Alors qu'on continue de gloser sur la suprématie du format vinyl en omettant d'en préciser les fondamentaux, à savoir qu'elle dépend tant du soin apporté à la production musicale - de l'enregistrement jusqu'au pressage test - que des procédés techniques de fabrication du disque lui-même (qualité des matières premières, réglage ad hoc de chaque machine faisant partie de la chaîne de production, rapport signal/bruit maîtrisé...), nous autres diggers attribuons surtout cette supériorité à la possibilité d'écouter des enregistrements uniques, rares, oubliés, inconnus, disparus. Chacun de ces qualificatifs est assez signifiant, mais ils peuvent à eux tous caractériser le même objet : dans ce cas c'est l'extase assurée.
C'est en Suisse, du côté de Neuchâtel, qu'il faut aller dénicher le mystérieux septet Dizzy Bats, dont l'excellent LP "The Light and the Dark" constitue la seule trace discographique. Petit pays + petite renommée + petit pressage : pas de doute, on est à fond dans le deep. Que demander de plus ?

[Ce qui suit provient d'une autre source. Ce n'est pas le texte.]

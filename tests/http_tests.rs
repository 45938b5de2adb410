// Integration tests for the HTTP method-channel bridge

use anyhow::Result;
use axum::body::{to_bytes, Body};
use axum::http::{Request, StatusCode};
use axum::Router;
use serde_json::{json, Value};
use std::sync::Arc;
use std::time::Duration;
use tempfile::TempDir;
use tower::ServiceExt;
use wav_recorder::{
    create_router, AppState, HostPermissions, MethodChannel, MockDevice, Recorder, RecorderConfig,
};

fn app(temp_dir: &TempDir, device: &MockDevice) -> Router {
    let device = Arc::new(device.clone());
    let config = RecorderConfig {
        output_dir: temp_dir.path().join("recordings"),
        scratch_dir: temp_dir.path().join("scratch"),
        buffer_multiplier: 3,
    };
    let permissions = Arc::new(HostPermissions::new(config.output_dir.clone(), device.clone()));
    let recorder = Arc::new(Recorder::new(config, device));

    create_router(AppState::new(MethodChannel::new(recorder, permissions)))
}

async fn call(app: &Router, method: &str, body: Option<Value>) -> Result<(StatusCode, Value)> {
    let body = match body {
        Some(value) => Body::from(serde_json::to_vec(&value)?),
        None => Body::empty(),
    };
    let request = Request::builder()
        .method("POST")
        .uri(format!("/channel/{}", method))
        .header("content-type", "application/json")
        .body(body)?;

    let response = app.clone().oneshot(request).await?;
    let status = response.status();
    let bytes = to_bytes(response.into_body(), usize::MAX).await?;

    Ok((status, serde_json::from_slice(&bytes)?))
}

#[tokio::test]
async fn test_health_check() -> Result<()> {
    let temp_dir = TempDir::new()?;
    let app = app(&temp_dir, &MockDevice::new(64));

    let response = app
        .oneshot(Request::builder().uri("/health").body(Body::empty())?)
        .await?;

    assert_eq!(response.status(), StatusCode::OK);
    let bytes = to_bytes(response.into_body(), usize::MAX).await?;
    assert_eq!(&bytes[..], b"OK");

    Ok(())
}

#[tokio::test]
async fn test_record_over_http() -> Result<()> {
    let temp_dir = TempDir::new()?;
    let device = MockDevice::new(1024).with_zero_blocks(4);
    let app = app(&temp_dir, &device);
    let output = temp_dir.path().join("http.wav");

    let (status, body) = call(
        &app,
        "start",
        Some(json!({ "path": output, "extension": ".wav" })),
    )
    .await?;
    assert_eq!(status, StatusCode::OK);
    assert_eq!(body, json!({ "result": null }));

    let (_, body) = call(&app, "isRecording", None).await?;
    assert_eq!(body["result"], json!(true));

    tokio::time::timeout(Duration::from_secs(5), async {
        while !device.is_drained() {
            tokio::time::sleep(Duration::from_millis(5)).await;
        }
    })
    .await?;

    let (status, body) = call(&app, "stop", None).await?;
    assert_eq!(status, StatusCode::OK);
    assert_eq!(body["result"]["path"], json!(output.display().to_string()));
    assert_eq!(body["result"]["audioOutputFormat"], json!(".wav"));
    assert_eq!(std::fs::metadata(&output)?.len(), 44 + 4 * 1024);

    let (_, body) = call(&app, "isRecording", None).await?;
    assert_eq!(body["result"], json!(false));

    Ok(())
}

#[tokio::test]
async fn test_error_statuses() -> Result<()> {
    let temp_dir = TempDir::new()?;
    let app = app(&temp_dir, &MockDevice::new(64));

    let (status, body) = call(&app, "stop", None).await?;
    assert_eq!(status, StatusCode::CONFLICT);
    assert_eq!(body["code"], json!("NOT_RECORDING"));

    let (status, body) = call(&app, "resume", None).await?;
    assert_eq!(status, StatusCode::NOT_FOUND);
    assert_eq!(body["code"], json!("NOT_IMPLEMENTED"));

    let (status, body) = call(&app, "start", Some(json!({ "extension": ".aac" }))).await?;
    assert_eq!(status, StatusCode::BAD_REQUEST);
    assert_eq!(body["code"], json!("UNSUPPORTED_FORMAT"));

    Ok(())
}

#[tokio::test]
async fn test_unavailable_device_is_503() -> Result<()> {
    let temp_dir = TempDir::new()?;
    let app = app(&temp_dir, &MockDevice::new(64).unavailable());

    let (status, body) = call(&app, "start", Some(json!({ "extension": ".wav" }))).await?;
    assert_eq!(status, StatusCode::SERVICE_UNAVAILABLE);
    assert_eq!(body["code"], json!("DEVICE_UNAVAILABLE"));

    let (status, body) = call(&app, "hasPermissions", None).await?;
    assert_eq!(status, StatusCode::OK);
    assert_eq!(body["result"], json!(false));

    Ok(())
}

#[tokio::test]
async fn test_malformed_body_is_400() -> Result<()> {
    let temp_dir = TempDir::new()?;
    let app = app(&temp_dir, &MockDevice::new(64));

    let request = Request::builder()
        .method("POST")
        .uri("/channel/start")
        .body(Body::from("{not json"))?;
    let response = app.oneshot(request).await?;

    assert_eq!(response.status(), StatusCode::BAD_REQUEST);

    Ok(())
}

Sur les huit titres que contient cet album arrivé dans les bacs au début de l'année 1976, sept sont issus du répertoire US jazz du moment, et les références visent assez haut : Gary Burton, Chick Corea, Wayne Henderson, Billy Cobham, Sonny Rollins, Stix Hooper, Weldon Irvine. Du TRES beau monde ! Le choix des morceaux (tous instrumentaux) est des plus inspirés, parole de jazzfunk addict, et pioche dans des albums sortis entre 1970 et 1973, en se référant à la plus ancienne version publiée. Interprétées fidèlement par des musiciens inconnus mais dont la virtuosité technique ne souffre d'aucune contestation, ces glorieuses compositions retrouvent une patine artisanale bienvenue. Non que cela constitue une franche redécouverte, mais le son artisanal du studio Max Lussi de Bâle ajoute en fraîcheur à ces thèmes qu'on reconnaît peut-être plus par le grain typique des productions des majors de l'époque que par le travail d'écriture, pourtant remarquable : "Le Lis" et "Liberated Brother" sont des classiques 70s affirmés et souvent cités, "Leroy the Magician" (qui a inspiré Bernard Lubat et Hervé Roy sur le disque "Vibrations") ou encore "What Game Shall We Play Today" (à l'époque chanté par Flora Purim, la compagne d'Airto Moreira) mériteraient de l'être autant. L'excellent morceau éponyme "The Light and the Dark" se hisse sans peine au même niveau que ces pépites. Il est composé par Philippe Bovet, qui avec François Borel - crédité sur la rare bande originale de "L'Oeil Bleu" - est le seul membre de Dizzy Bats dont on a pu retrouver trace par ailleurs. Cela n'enlève rien aux qualités des autres protagonistes, du saxophoniste au bassiste en passant par le batteur : ils prennent tous au moins un chorus sur l'album et s'en tirent admirablement, dans un esprit proche de l'œuvre jouée mais suffisamment distant pour se l'approprier, le tout sans faiblesse ni sur-étalage technique. En un mot, ce disque est une réussite, et pas seulement dans ce registre jazz groovy qui n'a finalement eu de réelle prise qu'en Allemagne et en Europe Centrale et du Nord - la France et l'Angleterre préférant le free jazz ou le jazz progressif. Quoi qu'il en soit, "The Light and the Dark" est un opus des plus agréables qui mérite de revoir enfin la lumière !
Oh Ye.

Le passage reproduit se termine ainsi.